Doctorado en Odontología Traslacional UNAB obtiene su primera acreditación por tres años
Comisión Nacional de Acreditación resolvió acreditar este doctorado por el período máximo que puede otorgarse a programas que aún no cuentan con egresados.
El Doctorado en Odontología Traslacional de la Facultad de Odontología de Universidad Andrés Bello (UNAB) fue acreditado por tres años por la Comisión Nacional de Acreditación (CNA), el período máximo que puede otorgarse a un programa que aún no cuenta con egresados.

odontología traslacional
Este resultado respalda la solidez y calidad académica de una iniciativa de formación doctoral diseñada, desde su origen, con estándares de investigación de excelencia.
Para la directora del programa, Dra. Denisse Bravo, esta acreditación confirma que la visión con la que fue creado el doctorado era la correcta. «Buscamos formar investigadores que generen conocimiento científico de alto nivel y que sean capaces de transformarlo en soluciones concretas para mejorar la salud de las personas», señala.
La CNA evaluó la propuesta del programa en sus aspectos centrales: la calidad del cuerpo académico, las líneas de investigación, el plan de estudios, la infraestructura y la capacidad institucional para formar investigadores. En ese marco, el doctorado destacó por contar con académicos de trayectoria científica consolidada y alta productividad, organizados en torno a líneas de trabajo interdisciplinarias orientadas a la salud oral.
«El Doctorado en Odontología Traslacional representa la apuesta de la facultad por generar conocimiento e innovación que transforme la práctica clínica, impactando positivamente en la calidad de vida de los pacientes. Esta acreditación nos confirma que vamos por el camino correcto y que los estándares que se fijaron desde el inicio, son los que el sistema de aseguramiento de la calidad también reconoce”, aseguró el decano de la Facultad de Odontología, Dr.
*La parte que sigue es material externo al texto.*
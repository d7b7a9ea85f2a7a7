//! Versioned JSON document holding a serialized snapshot.

use std::{
    collections::BTreeSet,
    fs::File,
    io::{self, BufReader, BufWriter, Read, Write},
    path::Path,
};

use chrono::{DateTime, Utc};
use serde::{Deserialize, Serialize};

use crate::domain::{space_id, Building, Room, Snapshot, SpaceId, Status};

/// A snapshot serialized as a versioned JSON document.
///
/// The document is self-describing: derived fields such as statuses are
/// written next to the raw counts so the file is meaningful on its own.
/// They are recomputed, never trusted, when the document is turned back
/// into a [`Snapshot`].
#[derive(Debug, Clone, PartialEq, Eq, Serialize, Deserialize)]
#[serde(from = "Versions")]
#[serde(into = "Versions")]
pub struct SnapshotDocument {
    buildings: Vec<BuildingDocument>,
}

impl SnapshotDocument {
    fn write<W: Write>(&self, writer: &mut W) -> io::Result<()> {
        serde_json::to_writer_pretty(&mut *writer, self)?;
        writer.write_all(b"\n")
    }

    pub(crate) fn read<R: Read>(reader: R) -> Result<Self, LoadError> {
        Ok(serde_json::from_reader(reader)?)
    }

    /// Writes the document to a specific file path.
    ///
    /// Parent directories are created automatically if they don't exist.
    ///
    /// # Errors
    ///
    /// Returns an error if the file cannot be created or written to.
    pub fn save_to_path(&self, file_path: &Path) -> io::Result<()> {
        // Create parent directories if needed
        if let Some(parent) = file_path.parent() {
            std::fs::create_dir_all(parent)?;
        }

        let file = File::create(file_path)?;
        let mut writer = BufWriter::new(file);
        self.write(&mut writer)
    }

    /// Reads a document from a file.
    ///
    /// # Errors
    ///
    /// Returns an error if the file is missing, cannot be read, or does not
    /// parse as a versioned snapshot document.
    pub fn load(file_path: &Path) -> Result<Self, LoadError> {
        let file = File::open(file_path).map_err(|io_error| match io_error.kind() {
            io::ErrorKind::NotFound => LoadError::NotFound,
            _ => LoadError::Io(io_error),
        })?;

        let reader = BufReader::new(file);
        Self::read(reader)
    }
}

/// Errors that can occur when loading a snapshot document.
#[derive(Debug, thiserror::Error)]
#[error("failed to read the snapshot document")]
pub enum LoadError {
    /// The snapshot file was not found.
    NotFound,
    /// An I/O error occurred.
    Io(#[from] io::Error),
    /// The document could not be parsed as JSON.
    Json(#[from] serde_json::Error),
    /// The document contained an invalid space identifier.
    Id(#[from] space_id::Error),
}

/// The serialized versions of the document.
/// This allows the format and the domain types to evolve without breaking
/// compatibility.
#[derive(Debug, Serialize, Deserialize)]
#[serde(tag = "_version")]
enum Versions {
    #[serde(rename = "1")]
    V1 { buildings: Vec<BuildingDocument> },
}

impl From<Versions> for SnapshotDocument {
    fn from(versions: Versions) -> Self {
        match versions {
            Versions::V1 { buildings } => Self { buildings },
        }
    }
}

impl From<SnapshotDocument> for Versions {
    fn from(document: SnapshotDocument) -> Self {
        Self::V1 {
            buildings: document.buildings,
        }
    }
}

#[derive(Debug, Clone, PartialEq, Eq, Serialize, Deserialize)]
struct BuildingDocument {
    id: String,
    name: String,
    description: String,
    open_until: String,
    status: Status,
    rooms: Vec<RoomDocument>,
}

#[derive(Debug, Clone, PartialEq, Eq, Serialize, Deserialize)]
struct RoomDocument {
    id: String,
    name: String,
    floor: u8,
    capacity: u32,
    occupied: u32,
    #[serde(default, skip_serializing_if = "BTreeSet::is_empty")]
    amenities: BTreeSet<String>,
    status: Status,
    last_updated: DateTime<Utc>,
}

impl From<Snapshot> for SnapshotDocument {
    fn from(snapshot: Snapshot) -> Self {
        let buildings = snapshot
            .buildings
            .into_iter()
            .map(BuildingDocument::from)
            .collect();
        Self { buildings }
    }
}

impl From<Building> for BuildingDocument {
    fn from(building: Building) -> Self {
        let Building {
            id,
            name,
            description,
            open_until,
            rooms,
            status,
        } = building;
        Self {
            id: id.to_string(),
            name,
            description,
            open_until,
            status,
            rooms: rooms.into_iter().map(RoomDocument::from).collect(),
        }
    }
}

impl From<Room> for RoomDocument {
    fn from(room: Room) -> Self {
        let Room {
            id,
            name,
            floor,
            capacity,
            occupied,
            amenities,
            status,
            last_updated,
        } = room;
        Self {
            id: id.to_string(),
            name,
            floor,
            capacity,
            occupied,
            amenities,
            status,
            last_updated,
        }
    }
}

impl TryFrom<SnapshotDocument> for Snapshot {
    type Error = space_id::Error;

    fn try_from(document: SnapshotDocument) -> Result<Self, Self::Error> {
        let buildings = document
            .buildings
            .into_iter()
            .map(Building::try_from)
            .collect::<Result<Vec<_>, _>>()?;
        Ok(Self::new(buildings))
    }
}

impl TryFrom<BuildingDocument> for Building {
    type Error = space_id::Error;

    fn try_from(document: BuildingDocument) -> Result<Self, Self::Error> {
        let BuildingDocument {
            id,
            name,
            description,
            open_until,
            // Statuses are rederived from the counts.
            status: _,
            rooms,
        } = document;
        let rooms = rooms
            .into_iter()
            .map(Room::try_from)
            .collect::<Result<Vec<_>, _>>()?;
        Ok(Self::new(SpaceId::new(id)?, name, description, open_until, rooms))
    }
}

impl TryFrom<RoomDocument> for Room {
    type Error = space_id::Error;

    fn try_from(document: RoomDocument) -> Result<Self, Self::Error> {
        let RoomDocument {
            id,
            name,
            floor,
            capacity,
            occupied,
            amenities,
            status: _,
            last_updated,
        } = document;
        Ok(Self::new(
            SpaceId::new(id)?,
            name,
            floor,
            capacity,
            occupied,
            amenities,
            last_updated,
        ))
    }
}
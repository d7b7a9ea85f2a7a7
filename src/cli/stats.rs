use std::{collections::BTreeMap, path::PathBuf};

use anyhow::Context;
use clap::Parser;
use studyspot::{CampusStats, Status, Store};
use tracing::instrument;

use super::terminal::{self, Colorize};

#[derive(Debug, Default, Parser)]
#[command(about = "Summarise occupancy across the whole campus")]
pub struct Stats {
    /// Output format
    #[arg(long, value_name = "FORMAT", default_value = "table")]
    output: OutputFormat,

    /// Print only the campus-wide average percentage
    #[arg(long, short)]
    quiet: bool,
}

#[derive(Debug, Clone, Copy, Default, clap::ValueEnum)]
enum OutputFormat {
    #[default]
    Table,
    Json,
}

impl Stats {
    #[instrument(level = "debug", skip(self))]
    pub fn run(self, root: PathBuf) -> anyhow::Result<()> {
        let store = Store::open(root)?;
        let stats = CampusStats::collect(store.snapshot());

        let mut by_status: BTreeMap<Status, usize> = BTreeMap::new();
        for building in store.snapshot().buildings() {
            *by_status.entry(building.status()).or_insert(0) += 1;
        }

        if self.quiet {
            println!("{}", stats.average_occupancy);
            return Ok(());
        }

        match self.output {
            OutputFormat::Table => output_table(&store.config().campus, stats, &by_status),
            OutputFormat::Json => output_json(stats, &by_status)?,
        }

        Ok(())
    }
}

fn output_table(campus: &str, stats: CampusStats, by_status: &BTreeMap<Status, usize>) {
    println!("{campus}");
    println!("{:-<width$}", "", width = campus.chars().count());
    println!("Buildings:         {}", stats.buildings);
    println!("Study rooms:       {}", stats.rooms);
    println!("Available now:     {}", stats.available);
    println!("Average occupancy: {}%", stats.average_occupancy);

    println!("\n{}", "By status".dim());
    for status in [Status::Red, Status::Yellow, Status::Green, Status::Grey] {
        if let Some(count) = by_status.get(&status) {
            // Pad before painting so the colour codes stay out of the width.
            let label = format!("{:<16}", status.label());
            println!("  {} {count}", terminal::paint(status, &label));
        }
    }
}

fn output_json(stats: CampusStats, by_status: &BTreeMap<Status, usize>) -> anyhow::Result<()> {
    use serde_json::json;

    let by_status: BTreeMap<&str, usize> = by_status
        .iter()
        .map(|(status, count)| (status.as_str(), *count))
        .collect();

    let output = json!({
        "buildings": stats.buildings,
        "rooms": stats.rooms,
        "available": stats.available,
        "average_occupancy": stats.average_occupancy,
        "by_status": by_status,
    });

    serde_json::to_writer_pretty(std::io::stdout(), &output)
        .context("failed to render json output")?;
    println!();
    Ok(())
}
Jorge Nakouzi.
Un elemento diferenciador del programa es su énfasis en la investigación traslacional, que busca acortar la distancia entre la ciencia básica y su aplicación clínica. «No buscamos únicamente formar investigadores que publiquen, sino que también sean capaces de desarrollar tecnologías, estrategias diagnósticas, terapias o emprendimientos de base científico-tecnológica que generen un impacto real en la sociedad», explica Bravo.

La vinculación con el ecosistema de innovación es otro de los pilares del programa. Los estudiantes trabajan en colaboración con instituciones de salud, centros de investigación y empresas líderes en innovación, lo que les permite abordar desafíos reales y comprender el recorrido completo que va desde el laboratorio hasta la aplicación clínica.
De cara al futuro, la Dra. Bravo proyecta consolidar la formación de las primeras generaciones de doctores y fortalecer las redes de colaboración con instituciones de salud y empresas del sector.
«Nuestra aspiración es convertirnos en un referente en investigación traslacional en Latinoamérica, formando investigadores que no solo generen conocimiento de excelencia, sino que también sean capaces de transformarlo en innovación y transferencia tecnológica», afirmó.